Bioinformatics analysis and validation of CD44 and associated biomarkers in prostate cancer

Prostate cancer (PCa) development is linked to CD44, but its pathogenesis is unclear. This study explored the mechanisms of PCa linked to CD44 through bioinformatics and experimental approaches. Transcriptomic data analysis revealed CD44 localization on chromosome 11 and enrichment in the ribosome pathway. Differential expression analysis identified candidate genes, and two biomarkers—PLA2G4D and SERPINB5—were selected through PPI analysis, machine learning, and expression validation. These biomarkers showed lower expression in low CD44 and knockout groups compared to controls. The ANN model demonstrated high predictive accuracy (Area Under the Curve (AUC) = 0.825). Functional analysis showed PLA2G4D enrichment in the protein export pathway and SERPINB5 in dorsoventral axis formation.
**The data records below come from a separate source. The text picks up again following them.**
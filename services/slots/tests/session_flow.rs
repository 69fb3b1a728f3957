/// Integration tests for the session controller: staking, payouts, bonus
/// rounds, concurrency and the supplementary games.
mod common;

use common::{dec, instant_config, script, TestSession, BONUS, JACKPOT, LOSS};
use rust_decimal::Decimal;
use slots::config::{AutoPlayConfig, SessionConfig};
use slots::engine::RandomSource;
use slots::{AutoPlayStop, NotificationKind, SessionError, SpinMode};
use std::time::Duration;
use tokio::sync::broadcast::error::TryRecvError;
use tokio_test::{assert_err, assert_ok};

#[tokio::test]
async fn test_losing_spin_deducts_exactly_the_stake() {
    let ctx = TestSession::scripted("ETH", "1", LOSS.to_vec());
    let mut notifications = ctx.session.subscribe();

    let result = assert_ok!(ctx.session.play(dec("0.004")).await);

    assert_eq!(result.outcome.reels, [1, 2, 3]);
    assert!(!result.outcome.is_win);
    assert_eq!(result.payout, Decimal::ZERO);
    assert_eq!(result.balance_after, dec("0.996"));
    assert_eq!(ctx.balance("ETH").await, dec("0.996"));
    assert!(ctx.session.is_idle().await);

    let notification = notifications.recv().await.unwrap();
    assert_eq!(notification.kind, NotificationKind::Error);
}

#[tokio::test]
async fn test_jackpot_pays_100x() {
    let ctx = TestSession::scripted("ETH", "1", JACKPOT.to_vec());
    let mut notifications = ctx.session.subscribe();

    let result = assert_ok!(ctx.session.play(dec("0.001")).await);

    assert_eq!(result.outcome.reels, [0, 0, 0]);
    assert_eq!(result.outcome.multiplier, Decimal::from(100));
    assert_eq!(result.payout, dec("0.1"));
    assert_eq!(ctx.balance("ETH").await, dec("1.099"));
    assert_eq!(notifications.recv().await.unwrap().kind, NotificationKind::Success);
}

#[tokio::test]
async fn test_max_bet_is_ten_dollars_in_asset_units() {
    // ETH at 2000 USD: max bet is 0.005 ETH.
    let ctx = TestSession::scripted("ETH", "1", LOSS.to_vec());
    assert_eq!(assert_ok!(ctx.session.max_bet().await), dec("0.005"));

    let err = assert_err!(ctx.session.play(dec("0.006")).await);
    assert!(matches!(err, SessionError::InvalidBet { .. }));
    assert_eq!(ctx.balance("ETH").await, dec("1"));

    assert_ok!(ctx.session.play(dec("0.004")).await);
    assert_eq!(ctx.balance("ETH").await, dec("0.996"));
}

#[tokio::test]
async fn test_invalid_stakes_leave_balance_untouched() {
    let ctx = TestSession::scripted("ETH", "0.001", LOSS.to_vec());
    let mut notifications = ctx.session.subscribe();

    for stake in ["0", "-0.001", "0.000000001"] {
        let err = assert_err!(ctx.session.play(dec(stake)).await);
        assert!(matches!(err, SessionError::InvalidBet { .. }), "{stake}: {err:?}");
    }
    let err = assert_err!(ctx.session.play(dec("0.002")).await);
    assert!(matches!(err, SessionError::InsufficientBalance { .. }));

    assert_eq!(ctx.balance("ETH").await, dec("0.001"));
    assert!(ctx.session.is_idle().await);

    // Every refusal is shown to the player.
    for _ in 0..4 {
        assert_eq!(notifications.recv().await.unwrap().kind, NotificationKind::Error);
    }
}

#[tokio::test]
async fn test_bonus_round_with_no_wins_pays_nothing_extra() {
    let samples = script(&[&BONUS, &LOSS, &LOSS, &LOSS, &LOSS, &LOSS, &LOSS, &LOSS, &LOSS, &LOSS, &LOSS]);
    let ctx = TestSession::scripted("ETH", "1", samples);

    let entry = assert_ok!(ctx.session.play(dec("0.002")).await);
    assert!(entry.outcome.triggers_bonus);
    assert_eq!(entry.payout, dec("0.1"));
    assert_eq!(entry.bonus.as_ref().unwrap().spins_remaining, 10);
    let after_entry = ctx.balance("ETH").await;
    assert_eq!(after_entry, dec("1.098"));

    for spin in 1..=10u32 {
        let result = assert_ok!(ctx.session.play(dec("0.002")).await);
        assert!(result.free_spin);
        assert_eq!(result.stake, Decimal::ZERO);
        assert_eq!(result.balance_after, after_entry);
        match &result.bonus {
            Some(bonus) => assert_eq!(bonus.spins_remaining, 10 - spin),
            None => {
                assert_eq!(spin, 10);
                assert_eq!(result.bonus_payout, Decimal::ZERO);
            }
        }
    }

    assert!(ctx.session.bonus().await.is_none());
    assert_eq!(ctx.balance("ETH").await, after_entry);
}

#[tokio::test]
async fn test_bonus_lump_sum_goes_to_entry_asset() {
    let samples = script(&[&BONUS, &JACKPOT, &LOSS, &LOSS, &LOSS, &LOSS, &LOSS, &LOSS, &LOSS, &LOSS, &LOSS]);
    let ctx = TestSession::scripted("ETH", "1", samples);

    assert_ok!(ctx.session.play(dec("0.002")).await);
    ctx.session.select_asset("BTC").await.unwrap();

    let mut last = None;
    for _ in 0..10 {
        last = Some(assert_ok!(ctx.session.play(dec("0.0001")).await));
    }
    let last = last.unwrap();

    assert_eq!(last.asset.as_str(), "ETH");
    assert_eq!(last.bonus_payout, dec("0.2"));
    assert!(last.bonus.is_none());
    // 1 - 0.002 + 0.1 (entry win) + 100 x 0.002 (lump sum)
    assert_eq!(ctx.balance("ETH").await, dec("1.298"));
    assert_eq!(ctx.balance("BTC").await, Decimal::ZERO);
}

#[tokio::test]
async fn test_retrigger_adds_ten_spins() {
    let samples = script(&[&BONUS, &LOSS, &LOSS, &LOSS, &LOSS, &LOSS, &LOSS, &LOSS, &BONUS]);
    let ctx = TestSession::scripted("ETH", "1", samples);

    assert_ok!(ctx.session.play(dec("0.002")).await);
    for _ in 0..7 {
        assert_ok!(ctx.session.play(dec("0.002")).await);
    }
    assert_eq!(ctx.session.bonus().await.unwrap().spins_remaining, 3);
    let balance = ctx.balance("ETH").await;

    let retrigger = assert_ok!(ctx.session.play(dec("0.002")).await);

    let bonus = retrigger.bonus.unwrap();
    assert_eq!(bonus.spins_remaining, 13);
    assert_eq!(bonus.accumulated_multiplier, Decimal::ZERO);
    assert_eq!(retrigger.payout, Decimal::ZERO);
    assert_eq!(ctx.balance("ETH").await, balance);
}

#[tokio::test]
async fn test_second_play_during_spin_is_refused_quietly() {
    let config = SessionConfig {
        spin_delay_ms: 200,
        ..instant_config()
    };
    let ctx = TestSession::with_config(
        config,
        "ETH",
        "1",
        slots::engine::ScriptedRandom::new(LOSS),
    );
    let mut notifications = ctx.session.subscribe();

    let first = tokio::spawn({
        let session = ctx.session.clone();
        async move { session.play(dec("0.001")).await }
    });
    while ctx.session.is_idle().await {
        tokio::task::yield_now().await;
    }

    let err = assert_err!(ctx.session.play(dec("0.001")).await);
    assert_eq!(err, SessionError::ConcurrentSpin);
    assert!(!err.is_user_facing());
    assert!(matches!(notifications.try_recv(), Err(TryRecvError::Empty)));

    let first = first.await.unwrap();
    assert_ok!(first);
    assert_eq!(ctx.balance("ETH").await, dec("0.999"));
}

#[tokio::test]
async fn test_dropped_play_still_settles() {
    let config = SessionConfig {
        spin_delay_ms: 200,
        ..instant_config()
    };
    let ctx = TestSession::with_config(
        config,
        "ETH",
        "1",
        slots::engine::ScriptedRandom::new(LOSS),
    );

    let abandoned = tokio::time::timeout(Duration::from_millis(50), ctx.session.play(dec("0.001"))).await;
    assert!(abandoned.is_err());
    assert!(!ctx.session.is_idle().await);

    tokio::time::sleep(Duration::from_millis(400)).await;
    assert!(ctx.session.is_idle().await);
    assert_eq!(ctx.balance("ETH").await, dec("0.999"));

    assert_ok!(ctx.session.play(dec("0.001")).await);
    assert_eq!(ctx.balance("ETH").await, dec("0.998"));
}

struct BrokenRandom;

impl RandomSource for BrokenRandom {
    fn next_f64(&mut self) -> f64 {
        panic!("random source unavailable");
    }
}

#[tokio::test]
async fn test_failed_settlement_refunds_stake() {
    let ctx = TestSession::funded("ETH", "1", BrokenRandom);
    let mut notifications = ctx.session.subscribe();

    let err = assert_err!(ctx.session.play(dec("0.004")).await);
    assert!(matches!(err, SessionError::SettlementFailed { .. }));
    assert!(!err.is_user_facing());

    assert!(ctx.session.is_idle().await);
    assert_eq!(ctx.balance("ETH").await, dec("1"));

    let notification = notifications.recv().await.unwrap();
    assert_eq!(notification.kind, NotificationKind::Error);
    assert!(notification.message.contains("refunded"));
    assert!(matches!(notifications.try_recv(), Err(TryRecvError::Empty)));
}

#[tokio::test]
async fn test_max_bet_never_rounds_above_ten_dollars() {
    // TRX at 0.07 USD: 10 / 0.07 = 142.857142857..., truncated at 8 dp.
    let ctx = TestSession::scripted("TRX", "200", LOSS.to_vec());
    assert_eq!(assert_ok!(ctx.session.max_bet().await), dec("142.85714285"));

    let err = assert_err!(ctx.session.play(dec("142.85714286")).await);
    assert!(matches!(err, SessionError::InvalidBet { .. }));
    assert_eq!(ctx.balance("TRX").await, dec("200"));

    assert_ok!(ctx.session.play(dec("142.85714285")).await);
    assert_eq!(ctx.balance("TRX").await, dec("57.14285715"));
}

#[tokio::test]
async fn test_turbo_does_not_change_outcomes() {
    let normal = TestSession::seeded("ETH", "1", 2024);
    let turbo = TestSession::seeded("ETH", "1", 2024);
    turbo.session.set_turbo(true);

    for _ in 0..50 {
        let a = assert_ok!(normal.session.play(dec("0.001")).await);
        let b = assert_ok!(turbo.session.play(dec("0.001")).await);
        assert_eq!(a.mode, SpinMode::Normal);
        assert_eq!(b.mode, SpinMode::Turbo);
        assert_eq!(a.outcome, b.outcome);
        assert_eq!(a.balance_after, b.balance_after);
    }
}

#[tokio::test]
async fn test_autoplay_stops_on_insufficient_balance() {
    let ctx = TestSession::scripted("ETH", "0.003", LOSS.to_vec());
    let config = AutoPlayConfig {
        interval_ms: 0,
        ..AutoPlayConfig::default()
    };

    let handle = ctx.session.start_autoplay(dec("0.001"), &config);
    let stop = tokio::time::timeout(Duration::from_secs(5), handle.join())
        .await
        .expect("auto-play stops by itself");

    assert!(matches!(
        stop,
        AutoPlayStop::Rejected(SessionError::InsufficientBalance { .. })
    ));
    assert_eq!(ctx.balance("ETH").await, Decimal::ZERO);
}

#[tokio::test]
async fn test_autoplay_respects_spin_cap() {
    let ctx = TestSession::scripted("ETH", "1", LOSS.to_vec());
    let config = AutoPlayConfig {
        interval_ms: 0,
        max_spins: Some(5),
        ..AutoPlayConfig::default()
    };

    let stop = ctx.session.start_autoplay(dec("0.001"), &config).join().await;

    assert_eq!(stop, AutoPlayStop::Completed { spins: 5 });
    assert_eq!(ctx.balance("ETH").await, dec("0.995"));
}

#[tokio::test]
async fn test_autoplay_cancel_between_spins() {
    let ctx = TestSession::scripted("ETH", "1", LOSS.to_vec());
    let config = AutoPlayConfig {
        interval_ms: 60_000,
        ..AutoPlayConfig::default()
    };

    let handle = ctx.session.start_autoplay(dec("0.001"), &config);
    while ctx.balance("ETH").await == dec("1") {
        tokio::task::yield_now().await;
    }
    handle.stop();

    let stop = tokio::time::timeout(Duration::from_secs(5), handle.join())
        .await
        .expect("cancellation interrupts the wait");
    assert_eq!(stop, AutoPlayStop::Cancelled);
    assert!(ctx.session.is_idle().await);
}

#[tokio::test]
async fn test_introductory_tip_granted_once() {
    let ctx = TestSession::scripted("ETH", "0", LOSS.to_vec());
    let mut notifications = ctx.session.subscribe();

    let receipt = assert_ok!(ctx.session.grant_introductory_tip().await).expect("first tip");
    assert!(["TRX", "XRP", "LTC"].contains(&receipt.symbol.as_str()));
    assert!(receipt.fiat_amount >= Decimal::from(20) && receipt.fiat_amount < Decimal::from(100));
    assert_eq!(ctx.balance(receipt.symbol.as_str()).await, receipt.asset_amount);
    assert_eq!(notifications.recv().await.unwrap().kind, NotificationKind::Success);

    assert!(assert_ok!(ctx.session.grant_introductory_tip().await).is_none());
}

#[tokio::test]
async fn test_introductory_tip_can_be_disabled() {
    let config = SessionConfig {
        tip_enabled: false,
        ..instant_config()
    };
    let ctx = TestSession::with_config(config, "ETH", "0", slots::engine::ScriptedRandom::new(LOSS));

    assert!(assert_ok!(ctx.session.grant_introductory_tip().await).is_none());
}

#[tokio::test]
async fn test_plinko_edge_slot_pays_1000x() {
    // Every bounce goes left.
    let ctx = TestSession::scripted("ETH", "1", vec![0.1]);

    let result = assert_ok!(ctx.session.drop_plinko(dec("0.001")).await);

    assert_eq!(result.slot, 0);
    assert_eq!(result.multiplier, Decimal::from(1_000));
    assert_eq!(result.payout, dec("1"));
    assert_eq!(ctx.balance("ETH").await, dec("1.999"));
}

#[tokio::test]
async fn test_plinko_is_staked_like_a_spin() {
    let ctx = TestSession::scripted("ETH", "0.004", vec![0.1, 0.9]);

    let err = assert_err!(ctx.session.drop_plinko(dec("0.006")).await);
    assert!(matches!(err, SessionError::InvalidBet { .. }));
    let err = assert_err!(ctx.session.drop_plinko(dec("0.005")).await);
    assert!(matches!(err, SessionError::InsufficientBalance { .. }));

    // Alternating bounces land in the middle slot, 0.2x.
    let result = assert_ok!(ctx.session.drop_plinko(dec("0.004")).await);
    assert_eq!(result.slot, 8);
    assert_eq!(result.payout, dec("0.0008"));
    assert_eq!(ctx.balance("ETH").await, dec("0.0008"));
}

#[tokio::test]
async fn test_display_balance_in_fiat() {
    let ctx = TestSession::scripted("ETH", "0.0025", LOSS.to_vec());

    assert_eq!(assert_ok!(ctx.session.display_balance().await), "0.00250000 ETH");
    ctx.session.set_display_fiat(true).await;
    assert_eq!(assert_ok!(ctx.session.display_balance().await), "$5.00");
}

#[tokio::test]
async fn test_select_unknown_asset() {
    let ctx = TestSession::scripted("ETH", "1", LOSS.to_vec());
    let mut notifications = ctx.session.subscribe();

    let err = assert_err!(ctx.session.select_asset("DOGE").await);
    assert_eq!(err, SessionError::UnknownAsset("DOGE".to_string()));
    assert_eq!(ctx.session.selected_asset().await.as_str(), "ETH");
    assert_eq!(notifications.recv().await.unwrap().kind, NotificationKind::Error);
}

#[tokio::test]
async fn test_rate_refresh_changes_max_bet_for_next_play() {
    let ctx = TestSession::scripted("ETH", "1", LOSS.to_vec());
    ctx.rates
        .apply(&[("ETH".to_string(), Decimal::from(1_000))].into_iter().collect())
        .await;

    assert_eq!(assert_ok!(ctx.session.max_bet().await), dec("0.01"));
    assert_ok!(ctx.session.play(dec("0.008")).await);
}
Twenty-two differential immune cells were identified, with positive correlations between CD44, PLA2G4D, SERPINB5, and NK cells (p < 0.05). Estradiol was identified as a targeted drug for all three genes. Reverse transcription-quantitative polymerase chain reaction (RT-qPCR) confirmed the downregulation of CD44, PLA2G4D, and SERPINB5 in tumor samples (p < 0.01). This study identified two CD44-related biomarkers, offering new therapeutic avenues and insights for PCa treatment.